Search the lines of the records for the word "derive", and copy every line that has it.

*** Block opens ***

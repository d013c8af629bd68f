use crate::models::{Article, Author, Comment, Topic};

use super::signal::Signal;

/// Everything the screens observe.
#[derive(Debug, Default)]
pub struct ViewState {
    pub trending: Signal<Vec<Article>>,
    pub latest: Signal<Vec<Article>>,
    pub search_results: Signal<Vec<Article>>,
    pub search_query: Signal<String>,
    pub is_loading: Signal<bool>,
    pub error: Signal<Option<String>>,

    pub selected_article: Signal<Option<Article>>,
    pub article_like_count: Signal<u32>,
    pub article_comment_count: Signal<u32>,
    pub is_article_liked: Signal<bool>,
    pub is_article_bookmarked: Signal<bool>,

    pub bookmarked_articles: Signal<Vec<Article>>,
    pub comments: Signal<Vec<Comment>>,
    pub topics: Signal<Vec<Topic>>,
    pub authors: Signal<Vec<Author>>,
}

impl ViewState {
    /// Trending followed by latest.
    pub fn loaded_articles(&self) -> Vec<Article> {
        let mut all = self.trending.get();
        all.extend(self.latest.get());
        all
    }

    pub fn selected_id(&self) -> Option<String> {
        self.selected_article.get().map(|a| a.id)
    }

    pub(crate) fn is_selected(&self, article_id: &str) -> bool {
        self.selected_id().is_some_and(|id| id == article_id)
    }

    pub(crate) fn reset_selection_counters(&self) {
        self.article_like_count.set(0);
        self.article_comment_count.set(0);
        self.is_article_liked.set(false);
        self.is_article_bookmarked.set(false);
    }
}
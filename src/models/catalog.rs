use serde::{Deserialize, Serialize};

#[derive(Debug, Clone, PartialEq, Eq, Serialize, Deserialize)]
pub struct Topic {
    pub id: String,
    pub name: String,
    pub description: Option<String>,
    pub is_saved: bool,
}

impl Topic {
    pub fn new(id: impl Into<String>, name: impl Into<String>, description: impl Into<String>) -> Self {
        Self {
            id: id.into(),
            name: name.into(),
            description: Some(description.into()),
            is_saved: false,
        }
    }
}

/// A followable outlet. `followers` is a display string such as "1.2M".
#[derive(Debug, Clone, PartialEq, Eq, Serialize, Deserialize)]
pub struct Author {
    pub id: String,
    pub name: String,
    pub logo: Option<String>,
    pub followers: Option<String>,
    pub is_following: bool,
}

impl Author {
    pub fn new(id: impl Into<String>, name: impl Into<String>, followers: impl Into<String>) -> Self {
        Self {
            id: id.into(),
            name: name.into(),
            logo: None,
            followers: Some(followers.into()),
            is_following: false,
        }
    }
}
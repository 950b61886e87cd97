use std::io::Write;
use std::path::Path;

use anyhow::{Context, Result};
use clap::ArgMatches;
use log::info;

use cnvrs_io::{create_output, read_merged_calls_file, read_windows_file};
use cnvrs_overlaprs::aggregate_windows;

use crate::config::load_config;

pub fn run_windows(matches: &ArgMatches) -> Result<()> {
    let cnvs_path = matches
        .get_one::<String>("cnvs")
        .expect("--cnvs is required");
    let bed_path = matches
        .get_one::<String>("bed")
        .expect("--bed is required");
    let output_path = matches.get_one::<String>("output");

    let mut config = load_config(matches.get_one::<String>("config"))?;
    if let Some(chromosomes) = matches.get_many::<String>("chromosomes") {
        config.chromosomes = chromosomes.cloned().collect();
    }
    if let Some(digits) = matches.get_one::<u32>("digits") {
        config.digits = *digits;
    }
    config.validate()?;

    let samples = read_merged_calls_file(cnvs_path)
        .with_context(|| format!("Failed to read merged calls from {}", cnvs_path))?;
    let windows = read_windows_file(bed_path)
        .with_context(|| format!("Failed to read windows from {}", bed_path))?;

    let sample_order: Vec<String> = match matches.get_many::<String>("samples") {
        Some(names) => names.cloned().collect(),
        None => samples.sample_names(),
    };

    info!(
        "Assigning {} samples to {} windows",
        sample_order.len(),
        windows.len()
    );

    let table = aggregate_windows(
        &config.chromosomes,
        &windows,
        &samples,
        &sample_order,
        config.digits,
    )?;

    let mut out = create_output(output_path.map(Path::new))
        .context("Failed to open output")?;
    write!(out, "{}", table)?;
    out.finish().context("Failed to finish output")?;

    info!("Wrote {} window rows", table.rows.len());

    Ok(())
}
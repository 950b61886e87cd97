use std::io::BufRead;
use std::path::Path;

use log::debug;

use cnvrs_core::errors::{FormatError, Result};
use cnvrs_core::models::locus::parse_coordinate;
use cnvrs_core::models::{ReferenceWindow, WindowSet};
use cnvrs_core::utils::get_dynamic_reader_w_stdin;

const WINDOW_FIELDS: usize = 3;

///
/// Read reference windows from a three column BED (`chrom, start, end`).
/// Windows are taken as given: they are expected to be sorted and
/// non-overlapping per chromosome already.
///
pub fn read_windows<R: BufRead>(reader: R) -> Result<WindowSet> {
    let mut windows = WindowSet::new();

    for (idx, line) in reader.lines().enumerate() {
        let line = line?;
        let line = line.trim_end_matches('\r');
        if line.is_empty() {
            continue;
        }
        let line_no = idx + 1;

        let fields: Vec<&str> = line.split('\t').collect();
        if fields.len() != WINDOW_FIELDS {
            return Err(FormatError::FieldCount {
                line: line_no,
                expected: WINDOW_FIELDS,
                found: fields.len(),
            }
            .into());
        }

        let start = parse_coordinate(fields[1], "start", line_no)?;
        let end = parse_coordinate(fields[2], "end", line_no)?;
        if start > end {
            return Err(FormatError::InvertedInterval {
                line: line_no,
                start,
                end,
            }
            .into());
        }

        windows.push(ReferenceWindow {
            chr: fields[0].to_string(),
            start,
            end,
        });
    }

    debug!(
        "Read {} windows on {} chromosomes",
        windows.len(),
        windows.chromosomes().count()
    );

    Ok(windows)
}

pub fn read_windows_file<P: AsRef<Path>>(path: P) -> Result<WindowSet> {
    let reader = get_dynamic_reader_w_stdin(path.as_ref())?;
    read_windows(reader)
}
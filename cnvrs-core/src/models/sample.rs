use crate::models::ordered_map::OrderedMap;
use crate::models::{GenomicInterval, IntervalSet};

///
/// Merged calls of many samples, keyed by sample name. Samples iterate in
/// the order they first appeared in the input.
///
#[derive(Clone, Debug, Default, PartialEq)]
pub struct SampleCollection {
    samples: OrderedMap<IntervalSet>,
}

impl SampleCollection {
    pub fn new() -> Self {
        Self::default()
    }

    pub fn push(&mut self, sample: &str, interval: GenomicInterval) {
        self.samples.entry_or_default(sample).push(interval);
    }

    pub fn get(&self, sample: &str) -> Option<&IntervalSet> {
        self.samples.get(sample)
    }

    /// Sample names in order of first appearance.
    pub fn sample_names(&self) -> Vec<String> {
        self.samples.keys().map(str::to_string).collect()
    }

    pub fn iter(&self) -> impl Iterator<Item = (&str, &IntervalSet)> {
        self.samples.iter()
    }

    pub fn len(&self) -> usize {
        self.samples.len()
    }

    pub fn is_empty(&self) -> bool {
        self.samples.is_empty()
    }
}

#[cfg(test)]
mod tests {
    use super::*;
    use crate::models::CallType;

    use pretty_assertions::assert_eq;
    use rstest::rstest;

    #[rstest]
    fn test_sample_order_is_first_appearance() {
        let mut collection = SampleCollection::new();
        for (sample, chr) in [("42R31", "I"), ("1A2", "I"), ("42R31", "XV")] {
            collection.push(
                sample,
                GenomicInterval {
                    chr: chr.to_string(),
                    start: 1,
                    end: 12000,
                    call_type: CallType::Deletion,
                    score: 0.06,
                },
            );
        }

        assert_eq!(collection.sample_names(), vec!["42R31", "1A2"]);
        assert_eq!(collection.get("42R31").unwrap().len(), 2);
        assert_eq!(collection.len(), 2);
    }
}
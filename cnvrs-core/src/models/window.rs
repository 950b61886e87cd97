use std::fmt::{self, Display};

use crate::models::ordered_map::OrderedMap;

///
/// ReferenceWindow struct, one row of the externally supplied window BED.
///
#[derive(Eq, PartialEq, Hash, Debug, Clone)]
pub struct ReferenceWindow {
    pub chr: String,
    pub start: u32,
    pub end: u32,
}

impl Display for ReferenceWindow {
    fn fmt(&self, f: &mut fmt::Formatter<'_>) -> fmt::Result {
        write!(f, "{}\t{}\t{}", self.chr, self.start, self.end)
    }
}

///
/// Reference windows grouped by chromosome, in file order.
///
#[derive(Clone, Debug, Default, PartialEq)]
pub struct WindowSet {
    by_chr: OrderedMap<Vec<ReferenceWindow>>,
}

impl WindowSet {
    pub fn new() -> Self {
        Self::default()
    }

    pub fn push(&mut self, window: ReferenceWindow) {
        self.by_chr.entry_or_default(&window.chr).push(window);
    }

    pub fn get(&self, chr: &str) -> Option<&[ReferenceWindow]> {
        self.by_chr.get(chr).map(Vec::as_slice)
    }

    pub fn chromosomes(&self) -> impl Iterator<Item = &str> {
        self.by_chr.keys()
    }

    pub fn len(&self) -> usize {
        self.by_chr.values().map(Vec::len).sum()
    }

    pub fn is_empty(&self) -> bool {
        self.by_chr.is_empty()
    }
}

impl FromIterator<ReferenceWindow> for WindowSet {
    fn from_iter<T: IntoIterator<Item = ReferenceWindow>>(iter: T) -> Self {
        let mut set = WindowSet::new();
        for window in iter {
            set.push(window);
        }
        set
    }
}
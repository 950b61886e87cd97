use clap::{Arg, Command, value_parser};

pub const WINDOWS_CMD: &str = "windows";

pub fn create_windows_cli() -> Command {
    Command::new(WINDOWS_CMD)
        .about("Assign merged CNV calls of many samples to reference windows, one column per sample.")
        .arg_required_else_help(true)
        .arg(
            Arg::new("cnvs")
                .long("cnvs")
                .required(true)
                .help("Concatenated output of `merge` for all samples"),
        )
        .arg(
            Arg::new("bed")
                .long("bed")
                .required(true)
                .help("Reference windows (chrom, start, end), sorted per chromosome"),
        )
        .arg(
            Arg::new("chromosomes")
                .long("chromosomes")
                .value_delimiter(',')
                .num_args(1..)
                .help("Chromosomes to report, in order [default: I..XVI,Mito]"),
        )
        .arg(
            Arg::new("samples")
                .long("samples")
                .value_delimiter(',')
                .num_args(1..)
                .help("Sample columns, in order [default: order of first appearance]"),
        )
        .arg(
            Arg::new("digits")
                .long("digits")
                .value_parser(value_parser!(u32))
                .help("Decimal places of a mean over several calls [default: 3]"),
        )
        .arg(
            Arg::new("config")
                .long("config")
                .help("TOML file with reconciliation settings"),
        )
        .arg(
            Arg::new("output")
                .long("output")
                .help("Output file (default: stdout)"),
        )
}
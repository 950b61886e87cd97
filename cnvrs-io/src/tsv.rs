use std::fmt::Display;
use std::fs::File;
use std::io::{self, BufWriter, StdoutLock, Write};
use std::path::Path;

use flate2::Compression;
use flate2::write::GzEncoder;

///
/// Where results go. Call [OutputWriter::finish] when done: dropping a
/// writer without it swallows the final flush errors and, for gzip, can
/// leave the stream without its trailer.
///
pub enum OutputWriter {
    Stdout(BufWriter<StdoutLock<'static>>),
    File(BufWriter<File>),
    Gzip(GzEncoder<BufWriter<File>>),
}

impl OutputWriter {
    /// Flush everything and, for gzip, write the trailer.
    pub fn finish(self) -> io::Result<()> {
        match self {
            OutputWriter::Stdout(mut out) => out.flush(),
            OutputWriter::File(mut out) => out.flush(),
            OutputWriter::Gzip(encoder) => {
                let mut inner = encoder.finish()?;
                inner.flush()
            }
        }
    }
}

impl Write for OutputWriter {
    fn write(&mut self, buf: &[u8]) -> io::Result<usize> {
        match self {
            OutputWriter::Stdout(out) => out.write(buf),
            OutputWriter::File(out) => out.write(buf),
            OutputWriter::Gzip(out) => out.write(buf),
        }
    }

    fn flush(&mut self) -> io::Result<()> {
        match self {
            OutputWriter::Stdout(out) => out.flush(),
            OutputWriter::File(out) => out.flush(),
            OutputWriter::Gzip(out) => out.flush(),
        }
    }
}

///
/// Open the output sink: a buffered file when `path` is given (gzip
/// compressed when it ends in `.gz`), buffered stdout otherwise.
///
/// Parent directories of `path` are created as needed.
pub fn create_output(path: Option<&Path>) -> io::Result<OutputWriter> {
    let Some(path) = path else {
        return Ok(OutputWriter::Stdout(BufWriter::new(io::stdout().lock())));
    };

    if let Some(parent) = path.parent() {
        if !parent.as_os_str().is_empty() {
            std::fs::create_dir_all(parent)?;
        }
    }

    let file = BufWriter::new(File::create(path)?);
    let is_gzipped = path.extension().is_some_and(|ext| ext == "gz");
    match is_gzipped {
        true => Ok(OutputWriter::Gzip(GzEncoder::new(file, Compression::default()))),
        false => Ok(OutputWriter::File(file)),
    }
}

///
/// Write one line per row using the row's `Display` impl. Rows are written
/// as they are produced; nothing is buffered beyond the writer itself.
///
/// # Returns
/// The number of rows written.
pub fn write_rows<W, I, T>(writer: &mut W, rows: I) -> io::Result<usize>
where
    W: Write + ?Sized,
    I: IntoIterator<Item = T>,
    T: Display,
{
    let mut n = 0;
    for row in rows {
        writeln!(writer, "{}", row)?;
        n += 1;
    }
    Ok(n)
}
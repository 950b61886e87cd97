use std::io::{BufRead, Write};

use log::debug;

use cnvrs_core::errors::{FormatError, Result};

use crate::parse_float;

const COVERAGE_FIELDS: usize = 5;

#[derive(Debug, Default, Clone, Copy, PartialEq, Eq)]
pub struct CoverageFilterStats {
    pub kept: usize,
    pub dropped: usize,
}

///
/// Copy a five column coverage BED (`chrom start end feature coverage`,
/// whitespace separated) to `writer`, leaving out rows whose coverage is
/// zero. Kept rows are written unchanged.
///
pub fn filter_zero_coverage<R: BufRead, W: Write>(
    reader: R,
    mut writer: W,
) -> Result<CoverageFilterStats> {
    let mut stats = CoverageFilterStats::default();

    for (idx, line) in reader.lines().enumerate() {
        let line = line?;
        let line = line.trim_end_matches('\r');
        if line.trim().is_empty() {
            continue;
        }
        let line_no = idx + 1;

        let fields: Vec<&str> = line.split_whitespace().collect();
        if fields.len() != COVERAGE_FIELDS {
            return Err(FormatError::FieldCount {
                line: line_no,
                expected: COVERAGE_FIELDS,
                found: fields.len(),
            }
            .into());
        }

        let coverage = parse_float(fields[4], "coverage", line_no)?;
        if coverage == 0.0 {
            stats.dropped += 1;
            continue;
        }

        writeln!(writer, "{}", line)?;
        stats.kept += 1;
    }

    writer.flush()?;
    debug!(
        "Kept {} coverage rows, dropped {} with zero coverage",
        stats.kept, stats.dropped
    );

    Ok(stats)
}
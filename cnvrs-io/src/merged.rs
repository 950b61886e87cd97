use std::io::BufRead;
use std::path::Path;

use log::debug;

use cnvrs_core::errors::{FormatError, Result};
use cnvrs_core::models::locus::parse_coordinate;
use cnvrs_core::models::{CallType, GenomicInterval, SampleCollection};
use cnvrs_core::utils::get_dynamic_reader_w_stdin;

use crate::parse_float;

const MERGED_FIELDS: usize = 6;

///
/// Read concatenated pairwise-merge outputs
/// (`sample, chrom, start, end, callType, score`) into a [SampleCollection].
///
/// No significance filter is applied here; the calls were filtered before
/// they were merged.
pub fn read_merged_calls<R: BufRead>(reader: R) -> Result<SampleCollection> {
    let mut collection = SampleCollection::new();
    let mut n_calls = 0usize;

    for (idx, line) in reader.lines().enumerate() {
        let line = line?;
        let line = line.trim_end_matches('\r');
        if line.is_empty() {
            continue;
        }
        let line_no = idx + 1;

        let fields: Vec<&str> = line.split('\t').collect();
        if fields.len() != MERGED_FIELDS {
            return Err(FormatError::FieldCount {
                line: line_no,
                expected: MERGED_FIELDS,
                found: fields.len(),
            }
            .into());
        }

        let start = parse_coordinate(fields[2], "start", line_no)?;
        let end = parse_coordinate(fields[3], "end", line_no)?;
        if start > end {
            return Err(FormatError::InvertedInterval {
                line: line_no,
                start,
                end,
            }
            .into());
        }

        collection.push(
            fields[0],
            GenomicInterval {
                chr: fields[1].to_string(),
                start,
                end,
                call_type: CallType::from(fields[4]),
                score: parse_float(fields[5], "score", line_no)?,
            },
        );
        n_calls += 1;
    }

    debug!(
        "Read {} merged calls for {} samples",
        n_calls,
        collection.len()
    );

    Ok(collection)
}

pub fn read_merged_calls_file<P: AsRef<Path>>(path: P) -> Result<SampleCollection> {
    let reader = get_dynamic_reader_w_stdin(path.as_ref())?;
    read_merged_calls(reader)
}
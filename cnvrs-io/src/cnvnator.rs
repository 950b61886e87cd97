use std::io::BufRead;
use std::path::Path;
use std::str::FromStr;

use log::debug;

use cnvrs_core::config::ReconcileConfig;
use cnvrs_core::consts::DEFAULT_SIGNIFICANCE;
use cnvrs_core::errors::{FormatError, Result};
use cnvrs_core::models::locus::{normalize_chromosome, parse_coordinate};
use cnvrs_core::models::{CallType, GenomicInterval, IntervalSet, Locus};
use cnvrs_core::utils::get_dynamic_reader_w_stdin;

use crate::parse_float;

/// Column arrangement of a CNV call record.
#[derive(Debug, Clone, Copy, PartialEq, Eq, Default)]
pub enum RecordLayout {
    /// CNVnator output: `type, [label:]chrom:start-end, length, normRD, e1, e2, e3, e4, q0`.
    #[default]
    Locus,
    /// Separate columns: `chrom, start, end, type, normRD, e1`.
    Columns,
}

impl RecordLayout {
    pub fn field_count(&self) -> usize {
        match self {
            RecordLayout::Locus => 9,
            RecordLayout::Columns => 6,
        }
    }
}

impl FromStr for RecordLayout {
    type Err = String;

    fn from_str(s: &str) -> std::result::Result<Self, Self::Err> {
        match s.to_lowercase().as_str() {
            "locus" | "cnvnator" => Ok(RecordLayout::Locus),
            "columns" => Ok(RecordLayout::Columns),
            _ => Err(format!(
                "Invalid record layout: {}. Valid options are 'locus' or 'columns'",
                s
            )),
        }
    }
}

#[derive(Debug, Clone, PartialEq)]
pub struct IngestOptions {
    pub threshold: f64,
    pub layout: RecordLayout,
    pub strip_chr_prefix: bool,
}

impl Default for IngestOptions {
    fn default() -> Self {
        IngestOptions {
            threshold: DEFAULT_SIGNIFICANCE,
            layout: RecordLayout::default(),
            strip_chr_prefix: true,
        }
    }
}

impl From<&ReconcileConfig> for IngestOptions {
    fn from(config: &ReconcileConfig) -> Self {
        IngestOptions {
            threshold: config.significance_threshold,
            layout: RecordLayout::default(),
            strip_chr_prefix: config.strip_chr_prefix,
        }
    }
}

/// A parsed record before the significance filter.
struct CallRecord {
    interval: GenomicInterval,
    eval1: f64,
}

fn parse_record(line: &str, line_no: usize, options: &IngestOptions) -> Result<CallRecord> {
    let fields: Vec<&str> = line.split('\t').collect();
    let expected = options.layout.field_count();
    if fields.len() != expected {
        return Err(FormatError::FieldCount {
            line: line_no,
            expected,
            found: fields.len(),
        }
        .into());
    }

    let (chr, start, end, kind, score_str, eval_str) = match options.layout {
        RecordLayout::Locus => {
            let locus = Locus::parse(fields[1], line_no)?;
            (locus.chr, locus.start, locus.end, fields[0], fields[3], fields[4])
        }
        RecordLayout::Columns => (
            fields[0].to_string(),
            parse_coordinate(fields[1], "start", line_no)?,
            parse_coordinate(fields[2], "end", line_no)?,
            fields[3],
            fields[4],
            fields[5],
        ),
    };

    if start > end {
        return Err(FormatError::InvertedInterval {
            line: line_no,
            start,
            end,
        }
        .into());
    }

    let score = parse_float(score_str, "normalized_rd", line_no)?;
    let eval1 = parse_float(eval_str, "eval1", line_no)?;

    let chr = match options.strip_chr_prefix {
        true => normalize_chromosome(&chr).to_string(),
        false => chr,
    };

    let call_type = CallType::from(kind);

    Ok(CallRecord {
        interval: GenomicInterval {
            chr,
            start,
            end,
            call_type,
            score,
        },
        eval1,
    })
}

///
/// Read CNV calls into an [IntervalSet], keeping only calls whose `eval1` is
/// strictly below `options.threshold`. Filtered calls are dropped without
/// any diagnostic; a malformed line aborts the whole read.
///
/// # Arguments
/// - reader: buffered source of tab-separated call records
/// - options: layout, threshold and chromosome naming
pub fn read_cnvnator<R: BufRead>(reader: R, options: &IngestOptions) -> Result<IntervalSet> {
    let mut set = IntervalSet::new();
    let mut dropped = 0usize;

    for (idx, line) in reader.lines().enumerate() {
        let line = line?;
        let line = line.trim_end_matches('\r');
        if line.is_empty() {
            continue;
        }

        let record = parse_record(line, idx + 1, options)?;
        if record.eval1 < options.threshold {
            set.push(record.interval);
        } else {
            dropped += 1;
        }
    }

    let covered: u64 = set.iter().map(|call| u64::from(call.width())).sum();
    debug!(
        "Kept {} calls ({} bp) on {} chromosomes, dropped {} at eval1 >= {}",
        set.len(),
        covered,
        set.chromosomes().count(),
        dropped,
        options.threshold
    );

    Ok(set)
}

/// Read CNV calls from a file (plain or `.gz`), or stdin when `path` is `-`.
pub fn read_cnvnator_file<P: AsRef<Path>>(path: P, options: &IngestOptions) -> Result<IntervalSet> {
    let reader = get_dynamic_reader_w_stdin(path.as_ref())?;
    read_cnvnator(reader, options)
}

*** Block closes ***

• [Solution to the exercise]
#[derive(Debug, Default)]
#[derive(Debug, Clone, PartialEq, Eq, Serialize, Deserialize)]
#[derive(Debug, Clone, PartialEq, Eq, Serialize, Deserialize)]
#[derive(Clone, Debug, Default, PartialEq)]
#[derive(Eq, PartialEq, Hash, Debug, Clone)]
#[derive(Clone, Debug, Default, PartialEq)]
#[derive(Debug, Default, Clone, Copy, PartialEq, Eq)]
#[derive(Debug, Clone, Copy, PartialEq, Eq, Default)]
#[derive(Debug, Clone, PartialEq)]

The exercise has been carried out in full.